### Work to be completed:
Nothing should appear in the answer except the lines from the one containing "too long for" through the end of the records below, written out exactly.

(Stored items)
════════════════

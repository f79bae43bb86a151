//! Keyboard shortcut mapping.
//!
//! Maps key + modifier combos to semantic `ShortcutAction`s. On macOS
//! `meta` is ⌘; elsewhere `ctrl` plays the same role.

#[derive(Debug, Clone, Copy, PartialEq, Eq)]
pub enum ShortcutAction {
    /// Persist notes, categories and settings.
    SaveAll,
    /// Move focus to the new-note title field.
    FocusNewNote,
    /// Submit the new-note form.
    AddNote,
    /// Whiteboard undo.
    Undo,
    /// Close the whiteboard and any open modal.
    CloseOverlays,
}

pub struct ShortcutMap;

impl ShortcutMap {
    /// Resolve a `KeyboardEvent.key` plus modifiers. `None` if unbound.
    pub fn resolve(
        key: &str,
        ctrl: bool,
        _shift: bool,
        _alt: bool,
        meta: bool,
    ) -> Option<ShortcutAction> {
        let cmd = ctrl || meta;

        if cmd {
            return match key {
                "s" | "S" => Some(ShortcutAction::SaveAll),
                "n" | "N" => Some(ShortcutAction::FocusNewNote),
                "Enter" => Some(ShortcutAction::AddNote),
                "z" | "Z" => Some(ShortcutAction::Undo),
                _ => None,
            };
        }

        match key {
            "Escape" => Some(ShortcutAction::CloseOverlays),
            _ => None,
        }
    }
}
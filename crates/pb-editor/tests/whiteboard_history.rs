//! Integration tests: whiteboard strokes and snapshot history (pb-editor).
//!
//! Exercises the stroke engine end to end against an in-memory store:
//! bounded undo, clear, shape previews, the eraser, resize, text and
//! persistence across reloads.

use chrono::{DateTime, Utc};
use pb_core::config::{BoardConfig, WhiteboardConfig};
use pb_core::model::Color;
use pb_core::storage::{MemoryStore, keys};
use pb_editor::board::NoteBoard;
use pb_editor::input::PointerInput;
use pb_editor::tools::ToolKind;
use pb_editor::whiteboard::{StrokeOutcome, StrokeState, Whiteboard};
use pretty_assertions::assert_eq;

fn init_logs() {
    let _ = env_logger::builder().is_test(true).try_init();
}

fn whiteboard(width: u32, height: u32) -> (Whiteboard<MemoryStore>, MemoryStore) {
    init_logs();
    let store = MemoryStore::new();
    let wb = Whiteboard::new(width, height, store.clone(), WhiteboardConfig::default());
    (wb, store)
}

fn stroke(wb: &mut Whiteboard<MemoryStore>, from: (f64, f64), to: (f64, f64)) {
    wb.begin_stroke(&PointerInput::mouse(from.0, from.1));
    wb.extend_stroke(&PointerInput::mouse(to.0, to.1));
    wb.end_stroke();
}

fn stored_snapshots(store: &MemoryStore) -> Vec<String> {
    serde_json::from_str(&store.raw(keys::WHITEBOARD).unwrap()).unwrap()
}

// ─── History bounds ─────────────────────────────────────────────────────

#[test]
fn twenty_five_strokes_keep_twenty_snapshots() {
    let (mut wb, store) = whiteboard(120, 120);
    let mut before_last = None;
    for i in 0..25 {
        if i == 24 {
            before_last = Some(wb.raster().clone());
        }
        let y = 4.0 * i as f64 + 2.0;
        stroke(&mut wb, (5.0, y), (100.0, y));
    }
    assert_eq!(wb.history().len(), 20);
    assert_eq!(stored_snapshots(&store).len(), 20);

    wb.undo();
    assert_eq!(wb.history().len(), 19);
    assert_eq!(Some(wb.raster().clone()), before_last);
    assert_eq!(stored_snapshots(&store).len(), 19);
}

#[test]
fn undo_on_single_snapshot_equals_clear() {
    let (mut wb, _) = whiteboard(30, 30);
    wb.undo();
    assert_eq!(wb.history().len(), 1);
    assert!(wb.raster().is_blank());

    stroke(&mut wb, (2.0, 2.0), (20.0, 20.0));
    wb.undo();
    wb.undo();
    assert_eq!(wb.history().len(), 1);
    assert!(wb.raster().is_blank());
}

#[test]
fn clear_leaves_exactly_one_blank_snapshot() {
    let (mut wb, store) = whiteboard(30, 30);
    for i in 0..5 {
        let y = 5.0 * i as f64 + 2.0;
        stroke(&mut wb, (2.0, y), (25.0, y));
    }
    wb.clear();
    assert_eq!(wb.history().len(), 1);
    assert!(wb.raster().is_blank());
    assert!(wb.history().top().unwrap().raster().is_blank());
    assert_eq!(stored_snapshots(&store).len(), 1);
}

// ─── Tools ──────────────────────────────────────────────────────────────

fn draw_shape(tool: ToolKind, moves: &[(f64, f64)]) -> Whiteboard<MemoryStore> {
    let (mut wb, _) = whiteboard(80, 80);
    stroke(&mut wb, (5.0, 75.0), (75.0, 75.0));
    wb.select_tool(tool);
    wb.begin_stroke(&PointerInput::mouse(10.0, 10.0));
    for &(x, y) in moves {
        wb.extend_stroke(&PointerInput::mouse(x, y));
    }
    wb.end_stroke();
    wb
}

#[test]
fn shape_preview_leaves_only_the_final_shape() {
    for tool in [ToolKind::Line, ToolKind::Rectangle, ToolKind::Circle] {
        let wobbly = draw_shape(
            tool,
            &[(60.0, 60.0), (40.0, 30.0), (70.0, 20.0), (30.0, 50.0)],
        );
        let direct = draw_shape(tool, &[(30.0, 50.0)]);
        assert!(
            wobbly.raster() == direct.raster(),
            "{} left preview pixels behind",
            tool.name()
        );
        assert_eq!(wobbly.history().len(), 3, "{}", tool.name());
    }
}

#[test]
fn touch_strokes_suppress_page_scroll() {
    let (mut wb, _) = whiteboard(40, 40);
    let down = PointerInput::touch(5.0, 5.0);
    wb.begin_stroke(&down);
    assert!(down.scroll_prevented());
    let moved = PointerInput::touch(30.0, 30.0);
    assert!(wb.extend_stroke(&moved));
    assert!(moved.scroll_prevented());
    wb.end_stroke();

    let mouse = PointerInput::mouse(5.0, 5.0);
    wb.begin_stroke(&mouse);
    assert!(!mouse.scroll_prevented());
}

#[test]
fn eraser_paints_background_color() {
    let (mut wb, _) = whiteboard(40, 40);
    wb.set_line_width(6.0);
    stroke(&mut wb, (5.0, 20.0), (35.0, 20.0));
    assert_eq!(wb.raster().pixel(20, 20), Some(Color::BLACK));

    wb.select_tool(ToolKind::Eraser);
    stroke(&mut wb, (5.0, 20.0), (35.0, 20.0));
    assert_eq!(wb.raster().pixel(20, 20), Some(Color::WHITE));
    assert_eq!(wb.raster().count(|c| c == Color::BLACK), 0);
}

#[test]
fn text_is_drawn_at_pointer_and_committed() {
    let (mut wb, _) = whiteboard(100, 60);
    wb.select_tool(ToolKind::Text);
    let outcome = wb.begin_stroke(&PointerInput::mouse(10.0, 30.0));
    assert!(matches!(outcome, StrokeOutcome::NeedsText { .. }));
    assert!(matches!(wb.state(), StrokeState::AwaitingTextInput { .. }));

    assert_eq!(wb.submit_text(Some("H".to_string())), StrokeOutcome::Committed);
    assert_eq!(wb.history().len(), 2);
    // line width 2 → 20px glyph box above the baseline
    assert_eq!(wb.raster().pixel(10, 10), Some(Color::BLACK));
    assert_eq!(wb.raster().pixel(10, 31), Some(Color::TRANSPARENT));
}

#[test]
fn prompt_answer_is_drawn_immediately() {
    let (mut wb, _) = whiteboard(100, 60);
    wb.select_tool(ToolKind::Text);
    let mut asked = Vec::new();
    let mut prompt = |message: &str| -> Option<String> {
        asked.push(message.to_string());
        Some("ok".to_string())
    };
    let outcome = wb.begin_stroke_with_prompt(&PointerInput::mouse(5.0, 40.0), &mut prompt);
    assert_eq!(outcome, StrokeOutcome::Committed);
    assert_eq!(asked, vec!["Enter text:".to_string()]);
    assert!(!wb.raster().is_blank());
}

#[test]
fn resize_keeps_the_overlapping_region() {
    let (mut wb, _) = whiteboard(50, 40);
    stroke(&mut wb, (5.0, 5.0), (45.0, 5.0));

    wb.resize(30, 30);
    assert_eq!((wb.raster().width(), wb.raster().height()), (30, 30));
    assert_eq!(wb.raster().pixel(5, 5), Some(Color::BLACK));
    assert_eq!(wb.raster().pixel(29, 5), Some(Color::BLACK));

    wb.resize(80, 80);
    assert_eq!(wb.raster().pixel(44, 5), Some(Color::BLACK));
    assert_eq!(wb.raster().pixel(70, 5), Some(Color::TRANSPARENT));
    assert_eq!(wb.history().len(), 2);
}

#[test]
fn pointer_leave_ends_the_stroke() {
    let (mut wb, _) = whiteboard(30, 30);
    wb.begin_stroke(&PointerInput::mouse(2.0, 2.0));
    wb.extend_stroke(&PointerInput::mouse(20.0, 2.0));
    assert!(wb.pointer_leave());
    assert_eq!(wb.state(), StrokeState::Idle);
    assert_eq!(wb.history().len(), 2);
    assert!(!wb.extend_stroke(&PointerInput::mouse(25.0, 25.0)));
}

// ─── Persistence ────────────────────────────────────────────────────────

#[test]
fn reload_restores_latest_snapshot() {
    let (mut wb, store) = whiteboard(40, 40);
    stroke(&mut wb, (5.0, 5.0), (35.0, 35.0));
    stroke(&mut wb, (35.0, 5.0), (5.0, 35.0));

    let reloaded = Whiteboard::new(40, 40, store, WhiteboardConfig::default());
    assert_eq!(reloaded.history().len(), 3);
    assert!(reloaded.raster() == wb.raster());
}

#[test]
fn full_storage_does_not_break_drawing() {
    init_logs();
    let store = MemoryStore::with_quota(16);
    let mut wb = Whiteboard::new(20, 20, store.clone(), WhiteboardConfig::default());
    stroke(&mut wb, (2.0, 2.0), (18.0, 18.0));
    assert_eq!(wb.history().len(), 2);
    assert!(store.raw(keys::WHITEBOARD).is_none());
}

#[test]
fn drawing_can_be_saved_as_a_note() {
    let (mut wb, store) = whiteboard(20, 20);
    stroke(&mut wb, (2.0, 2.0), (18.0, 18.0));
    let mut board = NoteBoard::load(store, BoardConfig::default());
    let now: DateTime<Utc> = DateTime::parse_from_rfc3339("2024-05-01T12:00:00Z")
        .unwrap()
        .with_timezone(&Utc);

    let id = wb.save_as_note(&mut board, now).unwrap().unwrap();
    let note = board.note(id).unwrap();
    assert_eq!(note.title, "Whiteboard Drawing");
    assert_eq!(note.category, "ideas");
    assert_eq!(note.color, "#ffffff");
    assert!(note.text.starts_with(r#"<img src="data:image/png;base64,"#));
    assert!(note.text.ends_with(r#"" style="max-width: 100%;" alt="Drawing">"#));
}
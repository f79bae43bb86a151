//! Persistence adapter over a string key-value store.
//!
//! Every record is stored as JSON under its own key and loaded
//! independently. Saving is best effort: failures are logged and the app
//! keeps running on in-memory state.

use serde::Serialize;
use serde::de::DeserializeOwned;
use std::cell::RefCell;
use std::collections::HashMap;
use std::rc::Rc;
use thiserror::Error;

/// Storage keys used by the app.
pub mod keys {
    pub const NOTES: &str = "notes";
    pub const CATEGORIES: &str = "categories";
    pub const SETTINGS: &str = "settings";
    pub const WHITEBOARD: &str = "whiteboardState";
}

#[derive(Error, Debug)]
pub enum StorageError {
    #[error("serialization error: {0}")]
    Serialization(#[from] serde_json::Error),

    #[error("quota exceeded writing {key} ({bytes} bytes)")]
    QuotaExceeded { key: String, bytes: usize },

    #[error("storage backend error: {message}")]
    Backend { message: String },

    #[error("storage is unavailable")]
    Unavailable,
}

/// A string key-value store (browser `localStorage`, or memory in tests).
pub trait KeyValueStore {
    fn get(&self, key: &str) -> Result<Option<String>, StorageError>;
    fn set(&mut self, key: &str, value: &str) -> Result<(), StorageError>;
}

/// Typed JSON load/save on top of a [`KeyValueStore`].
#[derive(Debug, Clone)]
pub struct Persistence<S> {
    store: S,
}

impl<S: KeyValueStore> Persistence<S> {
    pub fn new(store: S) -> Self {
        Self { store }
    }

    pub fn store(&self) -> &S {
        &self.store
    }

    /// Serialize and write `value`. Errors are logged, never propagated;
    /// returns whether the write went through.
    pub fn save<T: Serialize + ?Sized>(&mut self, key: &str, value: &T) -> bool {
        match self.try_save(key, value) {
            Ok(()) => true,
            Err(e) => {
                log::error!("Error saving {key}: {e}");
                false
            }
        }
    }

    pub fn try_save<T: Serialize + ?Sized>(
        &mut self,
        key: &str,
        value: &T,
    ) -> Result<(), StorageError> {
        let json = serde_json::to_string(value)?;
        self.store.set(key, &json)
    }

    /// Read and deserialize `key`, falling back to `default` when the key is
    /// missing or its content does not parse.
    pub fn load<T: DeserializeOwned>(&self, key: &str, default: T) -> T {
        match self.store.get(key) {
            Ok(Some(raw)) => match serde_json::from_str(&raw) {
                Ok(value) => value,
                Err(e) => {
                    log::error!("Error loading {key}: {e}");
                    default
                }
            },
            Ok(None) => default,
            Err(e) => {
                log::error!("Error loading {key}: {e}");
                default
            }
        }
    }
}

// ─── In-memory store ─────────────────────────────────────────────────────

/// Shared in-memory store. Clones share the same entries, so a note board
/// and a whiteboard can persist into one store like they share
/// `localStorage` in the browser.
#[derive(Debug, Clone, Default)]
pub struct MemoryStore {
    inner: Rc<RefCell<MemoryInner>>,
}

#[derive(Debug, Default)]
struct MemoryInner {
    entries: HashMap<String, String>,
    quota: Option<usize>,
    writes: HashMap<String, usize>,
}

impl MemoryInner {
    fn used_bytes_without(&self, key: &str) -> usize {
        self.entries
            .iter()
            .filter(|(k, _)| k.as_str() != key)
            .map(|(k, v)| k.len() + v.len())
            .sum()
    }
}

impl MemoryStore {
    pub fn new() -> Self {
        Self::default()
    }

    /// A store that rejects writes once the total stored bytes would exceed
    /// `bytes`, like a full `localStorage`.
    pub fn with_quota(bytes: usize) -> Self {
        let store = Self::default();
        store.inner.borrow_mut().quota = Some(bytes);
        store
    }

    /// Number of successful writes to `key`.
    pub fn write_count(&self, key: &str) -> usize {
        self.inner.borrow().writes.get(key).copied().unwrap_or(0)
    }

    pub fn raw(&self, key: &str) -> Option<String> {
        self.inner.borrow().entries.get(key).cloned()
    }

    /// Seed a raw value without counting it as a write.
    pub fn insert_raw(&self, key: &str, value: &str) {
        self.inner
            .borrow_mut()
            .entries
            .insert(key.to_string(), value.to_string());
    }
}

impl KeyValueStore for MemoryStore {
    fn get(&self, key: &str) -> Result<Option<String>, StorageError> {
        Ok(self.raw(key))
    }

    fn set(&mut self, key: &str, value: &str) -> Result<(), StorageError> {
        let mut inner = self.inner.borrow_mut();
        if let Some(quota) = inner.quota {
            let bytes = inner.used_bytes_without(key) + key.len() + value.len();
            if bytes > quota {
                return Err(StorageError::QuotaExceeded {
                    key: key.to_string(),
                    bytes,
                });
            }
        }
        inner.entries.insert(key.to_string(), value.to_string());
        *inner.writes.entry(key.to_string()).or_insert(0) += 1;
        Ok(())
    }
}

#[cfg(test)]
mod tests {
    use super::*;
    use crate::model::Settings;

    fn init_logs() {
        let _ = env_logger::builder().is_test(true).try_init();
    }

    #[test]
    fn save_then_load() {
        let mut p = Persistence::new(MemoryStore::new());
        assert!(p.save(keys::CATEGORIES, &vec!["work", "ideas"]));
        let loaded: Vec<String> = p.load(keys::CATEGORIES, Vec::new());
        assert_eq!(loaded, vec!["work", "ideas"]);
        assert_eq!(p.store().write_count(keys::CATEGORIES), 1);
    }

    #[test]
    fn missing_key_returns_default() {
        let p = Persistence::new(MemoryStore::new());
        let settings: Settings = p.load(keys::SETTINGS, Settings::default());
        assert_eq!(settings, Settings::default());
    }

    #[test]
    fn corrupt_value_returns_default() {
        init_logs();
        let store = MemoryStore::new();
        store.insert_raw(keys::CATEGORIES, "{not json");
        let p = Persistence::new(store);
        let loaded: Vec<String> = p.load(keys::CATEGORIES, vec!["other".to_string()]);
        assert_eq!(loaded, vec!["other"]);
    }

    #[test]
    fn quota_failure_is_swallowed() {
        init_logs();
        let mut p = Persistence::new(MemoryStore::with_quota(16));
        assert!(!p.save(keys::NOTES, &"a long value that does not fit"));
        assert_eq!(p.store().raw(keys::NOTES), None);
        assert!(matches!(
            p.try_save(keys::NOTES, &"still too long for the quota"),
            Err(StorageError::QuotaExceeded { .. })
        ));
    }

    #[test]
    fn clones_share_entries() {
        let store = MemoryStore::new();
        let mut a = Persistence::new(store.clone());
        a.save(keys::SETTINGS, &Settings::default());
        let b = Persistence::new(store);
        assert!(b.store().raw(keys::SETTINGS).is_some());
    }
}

════════════════

### Written response:
            p.try_save(keys::NOTES, &"still too long for the quota"),
            Err(StorageError::QuotaExceeded { .. })
        ));
    }

    #[test]
    fn clones_share_entries() {
        let store = MemoryStore::new();
        let mut a = Persistence::new(store.clone());
        a.save(keys::SETTINGS, &Settings::default());
        let b = Persistence::new(store);
        assert!(b.store().raw(keys::SETTINGS).is_some());
    }
}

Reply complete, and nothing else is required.